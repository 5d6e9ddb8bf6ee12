//! Dashboard figures and the end-of-shift text report.

use std::collections::HashMap;
use std::fmt::Write as _;

use chrono::NaiveDate;
use serde::Serialize;

use fieldtrack_core::OwnerId;
use fieldtrack_customers::Customer;
use fieldtrack_inventory::InventoryItem;
use fieldtrack_jobs::{Job, JobStatus};

const RECENT_JOBS: usize = 10;

#[derive(Debug, Clone, Copy, PartialEq, Serialize)]
pub struct DashboardStats {
    pub total_jobs: usize,
    pub completed_jobs: usize,
    pub scheduled_jobs: usize,
    /// Sum of `total_cost` over completed jobs.
    pub total_revenue: f64,
}

impl DashboardStats {
    pub fn from_jobs(jobs: &[Job]) -> Self {
        let completed = jobs.iter().filter(|j| j.status == JobStatus::Completed);
        Self {
            total_jobs: jobs.len(),
            completed_jobs: completed.clone().count(),
            scheduled_jobs: jobs.iter().filter(|j| j.status == JobStatus::Scheduled).count(),
            total_revenue: completed.map(|j| j.total_cost).sum(),
        }
    }
}

#[derive(Debug, Clone, PartialEq, Serialize)]
pub struct RecentJob {
    pub job: Job,
    pub customer_name: Option<String>,
}

#[derive(Debug, Clone, PartialEq, Serialize)]
pub struct Summary {
    pub stats: DashboardStats,
    pub recent_jobs: Vec<RecentJob>,
    pub low_stock: Vec<InventoryItem>,
}

/// Dashboard figures plus the ten newest jobs and the low-stock items passed
/// in (already scoped to the active owner by the caller).
pub fn summary(jobs: &[Job], customers: &[Customer], low_stock: Vec<InventoryItem>) -> Summary {
    let names = by_id(customers);

    let mut recent: Vec<&Job> = jobs.iter().collect();
    recent.sort_by(|a, b| b.created.cmp(&a.created).then(b.id.cmp(&a.id)));

    Summary {
        stats: DashboardStats::from_jobs(jobs),
        recent_jobs: recent
            .into_iter()
            .take(RECENT_JOBS)
            .map(|job| RecentJob {
                customer_name: names.get(&job.customer_id).map(|c| c.name.clone()),
                job: job.clone(),
            })
            .collect(),
        low_stock: low_stock.into_iter().filter(InventoryItem::is_low_stock).collect(),
    }
}

/// Plain-text report of the jobs scheduled on `date`.
pub fn end_of_shift_report(date: NaiveDate, jobs: &[Job], customers: &[Customer]) -> String {
    let names = by_id(customers);
    let todays: Vec<&Job> = jobs.iter().filter(|j| j.is_scheduled_on(date)).collect();

    let mut out = String::new();
    let _ = writeln!(out, "End of Shift Report - {}", date.format("%Y-%m-%d"));
    let _ = writeln!(out, "{}", "=".repeat(40));

    if todays.is_empty() {
        let _ = writeln!(out, "\nNo jobs scheduled for today.");
        return out;
    }

    for job in &todays {
        let customer = names.get(&job.customer_id);
        let _ = writeln!(out);
        let _ = writeln!(out, "Job: {}", job.title);
        let _ = writeln!(
            out,
            "Customer: {}",
            customer.map(|c| c.name.as_str()).unwrap_or("(unknown customer)")
        );
        let _ = writeln!(out, "Address: {}", customer.map(|c| c.address.as_str()).unwrap_or(""));
        let _ = writeln!(out, "Status: {}", job.status);
        let _ = writeln!(out, "Total Cost: ${:.2}", job.total_cost);
        if !job.notes.is_empty() {
            let _ = writeln!(out, "Notes: {}", job.notes);
        }
        let _ = writeln!(out, "{}", "-".repeat(40));
    }

    let total: f64 = todays.iter().map(|j| j.total_cost).sum();
    let _ = writeln!(out, "\nJobs: {}  Total: ${:.2}", todays.len(), total);
    out
}

fn by_id(customers: &[Customer]) -> HashMap<OwnerId, &Customer> {
    customers.iter().map(|c| (c.id, c)).collect()
}

#[cfg(test)]
mod tests {
    use super::*;
    use chrono::{TimeZone, Utc};
    use fieldtrack_jobs::{JobFields, JobId, JobMaterialLine, LineSource};

    fn customer() -> Customer {
        Customer {
            id: OwnerId::new(1),
            name: "Test Customer".to_string(),
            address: "123 Test St".to_string(),
            phone: String::new(),
            email: String::new(),
            notes: String::new(),
            created: Utc::now(),
        }
    }

    fn job(id: i64, title: &str, date: &str) -> Job {
        JobFields {
            customer_id: Some(OwnerId::new(1)),
            title: Some(title.to_string()),
            description: None,
            scheduled_date: Some(date.to_string()),
        }
        .into_new()
        .unwrap()
        .into_job(JobId::new(id), None, Utc.with_ymd_and_hms(2026, 1, 1, 8, 0, id as u32).unwrap())
    }

    fn day() -> NaiveDate {
        NaiveDate::from_ymd_opt(2026, 3, 14).unwrap()
    }

    #[test]
    fn report_lists_todays_jobs() {
        let mut j = job(1, "Test Job for Today", "2026-03-14");
        j.add_line(JobMaterialLine::new(LineSource::Material(1), "Gutter", 1.0, 150.0).unwrap());
        let other_day = job(2, "Tomorrow's job", "2026-03-15");

        let report = end_of_shift_report(day(), &[j, other_day], &[customer()]);
        assert!(report.contains("End of Shift Report"));
        assert!(report.contains("Test Job for Today"));
        assert!(report.contains("Test Customer"));
        assert!(report.contains("123 Test St"));
        assert!(report.contains("scheduled"));
        assert!(report.contains("$150.00"));
        assert!(!report.contains("Tomorrow's job"));
    }

    #[test]
    fn empty_day_says_so() {
        let report = end_of_shift_report(day(), &[], &[customer()]);
        assert!(report.contains("End of Shift Report"));
        assert!(report.contains("No jobs scheduled for today"));
    }

    #[test]
    fn revenue_counts_completed_jobs_only() {
        let mut done = job(1, "Done", "2026-03-14");
        done.add_line(JobMaterialLine::new(LineSource::Material(1), "Gutter", 2.0, 40.0).unwrap());
        done.set_status(JobStatus::Completed);
        let mut open = job(2, "Open", "2026-03-14");
        open.add_line(JobMaterialLine::new(LineSource::Material(1), "Gutter", 1.0, 99.0).unwrap());

        let stats = DashboardStats::from_jobs(&[done, open]);
        assert_eq!(stats.total_jobs, 2);
        assert_eq!(stats.completed_jobs, 1);
        assert_eq!(stats.scheduled_jobs, 1);
        assert_eq!(stats.total_revenue, 80.0);
    }

    #[test]
    fn summary_keeps_ten_newest_jobs() {
        let jobs: Vec<Job> = (1..=12).map(|i| job(i, &format!("Job {i}"), "2026-03-14")).collect();
        let s = summary(&jobs, &[customer()], Vec::new());
        assert_eq!(s.recent_jobs.len(), 10);
        assert_eq!(s.recent_jobs[0].job.title, "Job 12");
        assert_eq!(s.recent_jobs[0].customer_name.as_deref(), Some("Test Customer"));
    }
}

========================

What the task requires:
Give back, word for word, only the lines above from the line holding "low-stock items passed" to the line holding "let mut recent: Vec<&Job>", both included.

Answer box:
/// Dashboard figures plus the ten newest jobs and the low-stock items passed
/// in (already scoped to the active owner by the caller).
pub fn summary(jobs: &[Job], customers: &[Customer], low_stock: Vec<InventoryItem>) -> Summary {
    let names = by_id(customers);

    let mut recent: Vec<&Job> = jobs.iter().collect();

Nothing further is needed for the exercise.